### DATA SHOWN
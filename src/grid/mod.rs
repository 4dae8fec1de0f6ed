//! Navigation grid storage and construction.
//!
//! - [`NavigationGrid`]: read-only SoA cell storage with coordinate
//!   conversion and occupancy queries
//! - [`build_navigation_grid`]: the four-pass builder (water, cliffs,
//!   pinch skirt, static obstacle stamping)

mod builder;
mod storage;

pub use builder::{build_navigation_grid, BuilderConfig};
pub use storage::{CellCounts, NavigationGrid};
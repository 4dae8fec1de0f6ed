//! Unified configuration loading.
//!
//! Every tunable in the library lives in one TOML document; each section is
//! owned by the component it configures. Missing fields and missing
//! sections fall back to the reference defaults, so an empty file is a
//! valid configuration.
//!
//! ```toml
//! [grid]
//! cell_size = 10.0
//!
//! [search]
//! turn_penalty = 8
//!
//! [movement]
//! arrive_epsilon = 0.25
//! ```

use serde::{Deserialize, Serialize};
use std::path::Path;

use crate::error::Result;
use crate::grid::BuilderConfig;
use crate::movement::MoverConfig;
use crate::pathfinding::AStarConfig;

/// Top-level configuration document
#[derive(Clone, Debug, Default, Serialize, Deserialize)]
pub struct NavConfig {
    /// Grid construction settings
    #[serde(default)]
    pub grid: BuilderConfig,

    /// A* search settings
    #[serde(default)]
    pub search: AStarConfig,

    /// Path-following settings
    #[serde(default)]
    pub movement: MoverConfig,
}

impl NavConfig {
    /// Load configuration from a TOML file
    pub fn load(path: &Path) -> Result<Self> {
        let content = std::fs::read_to_string(path)?;
        Self::from_toml(&content)
    }

    /// Parse configuration from a TOML string
    pub fn from_toml(content: &str) -> Result<Self> {
        let config: NavConfig = toml::from_str(content)?;
        Ok(config)
    }
}
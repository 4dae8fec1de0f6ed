//! Movement capability profiles.
//!
//! A [`MovementProfile`] decides which terrain classifications a mover may
//! occupy and whether pinched cells are penalized. Profiles are derived from
//! a [`MoverClass`] per path request; they are cheap value types and are
//! never cached.

use serde::{Deserialize, Serialize};

/// Category of a path-following entity
#[derive(Clone, Copy, Debug, PartialEq, Eq, Hash, Serialize, Deserialize)]
pub enum MoverClass {
    /// Aircraft: ignores terrain entirely
    Air,
    /// Ground vehicle
    Vehicle,
    /// Infantry
    Infantry,
    /// Structures and anything unclassified; treated as ground movement
    Building,
}

/// Terrain-crossing capabilities for one path request
#[derive(Clone, Copy, Debug, PartialEq, Eq, Serialize, Deserialize)]
pub struct MovementProfile {
    /// May occupy Water cells
    pub can_cross_water: bool,
    /// May occupy Cliff cells
    pub can_cross_cliff: bool,
    /// May occupy Rubble cells
    pub can_cross_rubble: bool,
    /// May occupy Obstacle cells and cells blocked by structure footprints
    pub can_pass_obstacle: bool,
    /// Pay the pinch penalty when entering pinched cells
    pub avoid_pinched: bool,
}

impl MovementProfile {
    /// Resolve the profile for a mover class.
    ///
    /// Air movers cross everything and ignore pinch; every other class is
    /// restricted to clear ground and steers around cliff skirts.
    pub fn for_class(class: MoverClass) -> Self {
        match class {
            MoverClass::Air => Self {
                can_cross_water: true,
                can_cross_cliff: true,
                can_cross_rubble: true,
                can_pass_obstacle: true,
                avoid_pinched: false,
            },
            MoverClass::Vehicle | MoverClass::Infantry | MoverClass::Building => Self {
                can_cross_water: false,
                can_cross_cliff: false,
                can_cross_rubble: false,
                can_pass_obstacle: false,
                avoid_pinched: true,
            },
        }
    }
}

#[cfg(test)]
mod tests {
    use super::*;

    #[test]
    fn test_air_profile() {
        let p = MovementProfile::for_class(MoverClass::Air);
        assert!(p.can_cross_water);
        assert!(p.can_cross_cliff);
        assert!(p.can_cross_rubble);
        assert!(p.can_pass_obstacle);
        assert!(!p.avoid_pinched);
    }

    #[test]
    fn test_ground_profiles_match() {
        let vehicle = MovementProfile::for_class(MoverClass::Vehicle);
        let infantry = MovementProfile::for_class(MoverClass::Infantry);
        let building = MovementProfile::for_class(MoverClass::Building);

        assert_eq!(vehicle, infantry);
        assert_eq!(vehicle, building);
        assert!(!vehicle.can_cross_water);
        assert!(!vehicle.can_cross_cliff);
        assert!(!vehicle.can_cross_rubble);
        assert!(!vehicle.can_pass_obstacle);
        assert!(vehicle.avoid_pinched);
    }
}
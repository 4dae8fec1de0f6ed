//! Navigation grid construction.
//!
//! [`build_navigation_grid`] converts static map data into a
//! [`NavigationGrid`] in four passes:
//!
//! 1. Water classification (point-in-polygon per cell center)
//! 2. Cliff classification (corner elevation delta threshold)
//! 3. Pinch propagation (two-cell buffer skirt around cliffs)
//! 4. Static stamping (building footprints, debris fields)
//!
//! The builder is a pure function of its inputs. There is no incremental
//! update path: any change to the static world rebuilds the whole grid.

use log::{debug, info};
use serde::{Deserialize, Serialize};

use crate::core::{GridCoord, TerrainType};
use crate::grid::NavigationGrid;
use crate::sources::{HeightSource, ObjectKind, StaticObject, WaterRegion};

/// Grid construction settings
#[derive(Clone, Debug, Serialize, Deserialize)]
pub struct BuilderConfig {
    /// World units per navigation cell
    #[serde(default = "default_cell_size")]
    pub cell_size: f32,

    /// Cliff threshold as a fraction of cell size: a cell is Cliff when its
    /// corner elevation delta exceeds `cell_size * cliff_delta_factor`
    #[serde(default = "default_cliff_delta_factor")]
    pub cliff_delta_factor: f32,
}

impl Default for BuilderConfig {
    fn default() -> Self {
        Self {
            cell_size: default_cell_size(),
            cliff_delta_factor: default_cliff_delta_factor(),
        }
    }
}

fn default_cell_size() -> f32 {
    10.0
}

fn default_cliff_delta_factor() -> f32 {
    0.5
}

/// Build a navigation grid from static map data.
///
/// Degenerate inputs (a zero-size height field) still produce a well-formed
/// 1x1 fully-obstacle grid, so callers never special-case a missing grid.
pub fn build_navigation_grid(
    height: &dyn HeightSource,
    water: &[WaterRegion],
    statics: &[StaticObject],
    config: &BuilderConfig,
) -> NavigationGrid {
    let width = height.cells_wide();
    let depth = height.cells_deep();

    if width == 0 || depth == 0 {
        debug!("[GridBuilder] zero-size height field, returning 1x1 obstacle grid");
        let mut grid = NavigationGrid::filled(1, 1, config.cell_size, TerrainType::Obstacle);
        grid.set_blocked(GridCoord::new(0, 0));
        return grid;
    }

    let mut grid = NavigationGrid::filled(width, depth, config.cell_size, TerrainType::Clear);

    classify_water(&mut grid, water);
    classify_cliffs(&mut grid, height, config);
    propagate_pinch(&mut grid);
    stamp_statics(&mut grid, statics);

    let counts = grid.cell_counts();
    info!(
        "[GridBuilder] built {}x{} grid: {} clear, {} water, {} cliff, {} rubble, {} obstacle, {} pinched",
        grid.width(),
        grid.height(),
        counts.clear,
        counts.water,
        counts.cliff,
        counts.rubble,
        counts.obstacle,
        counts.pinched
    );

    grid
}

/// Pass 1: mark cells whose center falls inside any water polygon.
fn classify_water(grid: &mut NavigationGrid, water: &[WaterRegion]) {
    if water.is_empty() {
        return;
    }
    for z in 0..grid.height() as i32 {
        for x in 0..grid.width() as i32 {
            let coord = GridCoord::new(x, z);
            let sample = grid.grid_to_world(coord);
            if water.iter().any(|region| region.contains(sample)) {
                grid.set_terrain(coord, TerrainType::Water);
            }
        }
    }
}

/// Pass 2: classify non-water cells by the elevation span of their quad.
fn classify_cliffs(grid: &mut NavigationGrid, height: &dyn HeightSource, config: &BuilderConfig) {
    let threshold = config.cell_size * config.cliff_delta_factor;

    for z in 0..grid.height() as i32 {
        for x in 0..grid.width() as i32 {
            let coord = GridCoord::new(x, z);
            if grid.terrain_at(coord) != TerrainType::Clear {
                continue;
            }

            let corners = [
                height.corner_height(x, z),
                height.corner_height(x + 1, z),
                height.corner_height(x, z + 1),
                height.corner_height(x + 1, z + 1),
            ];
            let min = corners.iter().cloned().fold(f32::MAX, f32::min);
            let max = corners.iter().cloned().fold(f32::MIN, f32::max);

            if max - min > threshold {
                grid.set_terrain(coord, TerrainType::Cliff);
            }
        }
    }
}

/// Pass 3: two-pass pinch propagation.
///
/// Pass one marks Clear cells 8-adjacent to a Cliff; pass two marks the
/// remaining Clear cells 8-adjacent to a pass-one pinched cell, producing a
/// two-cell skirt. Pass two reads only pass-one results so the skirt does
/// not flood outward.
fn propagate_pinch(grid: &mut NavigationGrid) {
    for z in 0..grid.height() as i32 {
        for x in 0..grid.width() as i32 {
            let coord = GridCoord::new(x, z);
            if grid.terrain_at(coord) != TerrainType::Clear {
                continue;
            }
            let near_cliff = coord
                .neighbors_8()
                .iter()
                .any(|&n| grid.is_valid_coord(n) && grid.terrain_at(n) == TerrainType::Cliff);
            if near_cliff {
                grid.set_pinched(coord);
            }
        }
    }

    let mut second_ring = Vec::new();
    for z in 0..grid.height() as i32 {
        for x in 0..grid.width() as i32 {
            let coord = GridCoord::new(x, z);
            if grid.terrain_at(coord) != TerrainType::Clear || grid.is_pinched(coord) {
                continue;
            }
            let near_pinched = coord
                .neighbors_8()
                .iter()
                .any(|&n| grid.is_valid_coord(n) && grid.is_pinched(n));
            if near_pinched {
                second_ring.push(coord);
            }
        }
    }
    for coord in second_ring {
        grid.set_pinched(coord);
    }
}

/// Pass 4: stamp static-object footprints over the cell classification.
/// Both footprints cover the object's cell plus the 1-cell ring; props
/// stamp nothing.
///
/// Buildings override any prior classification and set the blocked flag.
/// Debris fields overlay only clear ground: water, cliffs and stamped
/// structures keep their classification.
fn stamp_statics(grid: &mut NavigationGrid, statics: &[StaticObject]) {
    for object in statics {
        let center = grid.world_to_grid(crate::core::WorldPoint::new(object.x, object.z));
        for dz in -1..=1 {
            for dx in -1..=1 {
                let coord = GridCoord::new(center.x + dx, center.z + dz);
                if !grid.is_valid_coord(coord) {
                    continue;
                }
                match object.kind {
                    ObjectKind::Building => {
                        grid.set_terrain(coord, TerrainType::Obstacle);
                        grid.set_blocked(coord);
                    }
                    ObjectKind::Rubble => {
                        if grid.terrain_at(coord) == TerrainType::Clear {
                            grid.set_terrain(coord, TerrainType::Rubble);
                        }
                    }
                    ObjectKind::Prop => {}
                }
            }
        }
    }
}

#[cfg(test)]
mod tests {
    use super::*;
    use crate::core::WorldPoint;
    use crate::sources::{HeightMap, WaterKind};

    fn flat_map(cells: usize) -> HeightMap {
        HeightMap::flat(cells, cells, 10.0, 0.0)
    }

    #[test]
    fn test_all_clear_on_flat_ground() {
        let grid = build_navigation_grid(&flat_map(4), &[], &[], &BuilderConfig::default());

        let counts = grid.cell_counts();
        assert_eq!(counts.clear, 16);
        assert_eq!(counts.pinched, 0);
    }

    #[test]
    fn test_water_classification() {
        // Square lake covering cells (1,1)..(2,2)
        let lake = WaterRegion::new(
            vec![
                WorldPoint::new(10.0, 10.0),
                WorldPoint::new(30.0, 10.0),
                WorldPoint::new(30.0, 30.0),
                WorldPoint::new(10.0, 30.0),
            ],
            WaterKind::Area,
        );

        let grid = build_navigation_grid(&flat_map(4), &[lake], &[], &BuilderConfig::default());

        assert_eq!(grid.terrain_at(GridCoord::new(1, 1)), TerrainType::Water);
        assert_eq!(grid.terrain_at(GridCoord::new(2, 2)), TerrainType::Water);
        assert_eq!(grid.terrain_at(GridCoord::new(0, 0)), TerrainType::Clear);
        assert_eq!(grid.terrain_at(GridCoord::new(3, 3)), TerrainType::Clear);
    }

    #[test]
    fn test_cliff_classification_threshold() {
        // Raise one corner shared by cells around (3,3). Threshold is
        // cell_size * 0.5 = 5.0; a 6.0 delta crosses it.
        let mut hm = HeightMap::flat(8, 8, 10.0, 0.0);
        hm.set_corner(3, 3, 6.0);

        let grid = build_navigation_grid(&hm, &[], &[], &BuilderConfig::default());

        // The four cells sharing corner (3,3) become cliffs
        for coord in [
            GridCoord::new(2, 2),
            GridCoord::new(3, 2),
            GridCoord::new(2, 3),
            GridCoord::new(3, 3),
        ] {
            assert_eq!(grid.terrain_at(coord), TerrainType::Cliff, "{coord:?}");
        }
        assert_eq!(grid.terrain_at(GridCoord::new(6, 6)), TerrainType::Clear);
    }

    #[test]
    fn test_below_threshold_stays_clear() {
        let mut hm = HeightMap::flat(4, 4, 10.0, 0.0);
        hm.set_corner(2, 2, 4.9);

        let grid = build_navigation_grid(&hm, &[], &[], &BuilderConfig::default());
        assert_eq!(grid.cell_counts().cliff, 0);
    }

    #[test]
    fn test_pinch_skirt_two_cells() {
        // Single raised corner in the middle of a large flat field produces
        // a 2x2 cliff cluster with a two-cell pinched skirt.
        let mut hm = HeightMap::flat(12, 12, 10.0, 0.0);
        hm.set_corner(6, 6, 10.0);

        let grid = build_navigation_grid(&hm, &[], &[], &BuilderConfig::default());

        assert_eq!(grid.terrain_at(GridCoord::new(5, 5)), TerrainType::Cliff);
        // Ring 1 (adjacent to cliff) and ring 2 are pinched
        assert!(grid.is_pinched(GridCoord::new(7, 5)));
        assert!(grid.is_pinched(GridCoord::new(8, 5)));
        // Ring 3 is not
        assert!(!grid.is_pinched(GridCoord::new(9, 5)));
        // Cliff cells themselves are never pinched
        assert!(!grid.is_pinched(GridCoord::new(5, 5)));
    }

    #[test]
    fn test_building_stamps_ring() {
        let building = StaticObject::new(25.0, 25.0, ObjectKind::Building);
        let grid =
            build_navigation_grid(&flat_map(6), &[], &[building], &BuilderConfig::default());

        // 3x3 block centered on cell (2,2)
        for dz in -1..=1 {
            for dx in -1..=1 {
                let coord = GridCoord::new(2 + dx, 2 + dz);
                assert_eq!(grid.terrain_at(coord), TerrainType::Obstacle);
                assert!(grid.is_blocked(coord));
            }
        }
        assert_eq!(grid.terrain_at(GridCoord::new(4, 2)), TerrainType::Clear);
    }

    #[test]
    fn test_rubble_field_stamps_patch() {
        let debris = StaticObject::new(25.0, 25.0, ObjectKind::Rubble);
        let grid = build_navigation_grid(&flat_map(6), &[], &[debris], &BuilderConfig::default());

        // 3x3 patch centered on cell (2,2), passable flag untouched
        for dz in -1..=1 {
            for dx in -1..=1 {
                let coord = GridCoord::new(2 + dx, 2 + dz);
                assert_eq!(grid.terrain_at(coord), TerrainType::Rubble);
                assert!(!grid.is_blocked(coord));
            }
        }
        assert_eq!(grid.cell_counts().rubble, 9);
    }

    #[test]
    fn test_rubble_does_not_override_water() {
        let lake = WaterRegion::new(
            vec![
                WorldPoint::new(0.0, 0.0),
                WorldPoint::new(30.0, 0.0),
                WorldPoint::new(30.0, 30.0),
                WorldPoint::new(0.0, 30.0),
            ],
            WaterKind::Area,
        );
        let debris = StaticObject::new(25.0, 25.0, ObjectKind::Rubble);
        let grid = build_navigation_grid(
            &flat_map(6),
            &[lake],
            &[debris],
            &BuilderConfig::default(),
        );

        // Lake cells keep their classification; the dry part of the patch
        // becomes rubble.
        assert_eq!(grid.terrain_at(GridCoord::new(2, 2)), TerrainType::Water);
        assert_eq!(grid.terrain_at(GridCoord::new(3, 2)), TerrainType::Rubble);
        assert_eq!(grid.terrain_at(GridCoord::new(3, 3)), TerrainType::Rubble);
    }

    #[test]
    fn test_prop_stamps_nothing() {
        let prop = StaticObject::new(25.0, 25.0, ObjectKind::Prop);
        let grid = build_navigation_grid(&flat_map(6), &[], &[prop], &BuilderConfig::default());
        assert_eq!(grid.cell_counts().obstacle, 0);
    }

    #[test]
    fn test_stamp_overrides_water() {
        let lake = WaterRegion::new(
            vec![
                WorldPoint::new(0.0, 0.0),
                WorldPoint::new(60.0, 0.0),
                WorldPoint::new(60.0, 60.0),
                WorldPoint::new(0.0, 60.0),
            ],
            WaterKind::Area,
        );
        let building = StaticObject::new(25.0, 25.0, ObjectKind::Building);
        let grid = build_navigation_grid(
            &flat_map(6),
            &[lake],
            &[building],
            &BuilderConfig::default(),
        );

        assert_eq!(grid.terrain_at(GridCoord::new(2, 2)), TerrainType::Obstacle);
    }

    #[test]
    fn test_building_near_edge_clips() {
        let building = StaticObject::new(5.0, 5.0, ObjectKind::Building);
        let grid =
            build_navigation_grid(&flat_map(4), &[], &[building], &BuilderConfig::default());

        // Footprint clipped to the grid; the in-bounds 2x2 corner is stamped
        assert_eq!(grid.terrain_at(GridCoord::new(0, 0)), TerrainType::Obstacle);
        assert_eq!(grid.terrain_at(GridCoord::new(1, 1)), TerrainType::Obstacle);
        assert_eq!(grid.cell_counts().obstacle, 4);
    }

    #[test]
    fn test_zero_size_height_field() {
        let empty = HeightMap::flat(0, 0, 10.0, 0.0);
        let grid = build_navigation_grid(&empty, &[], &[], &BuilderConfig::default());

        assert_eq!(grid.width(), 1);
        assert_eq!(grid.height(), 1);
        assert_eq!(grid.terrain_at(GridCoord::new(0, 0)), TerrainType::Obstacle);
        assert!(grid.is_blocked(GridCoord::new(0, 0)));
    }
}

### EXERCISE DETAILS
Tally up how many lines in the preceding listing contain the word "HeightMap". Give nothing but the number.

### SOLUTION TO THE EXERCISE
7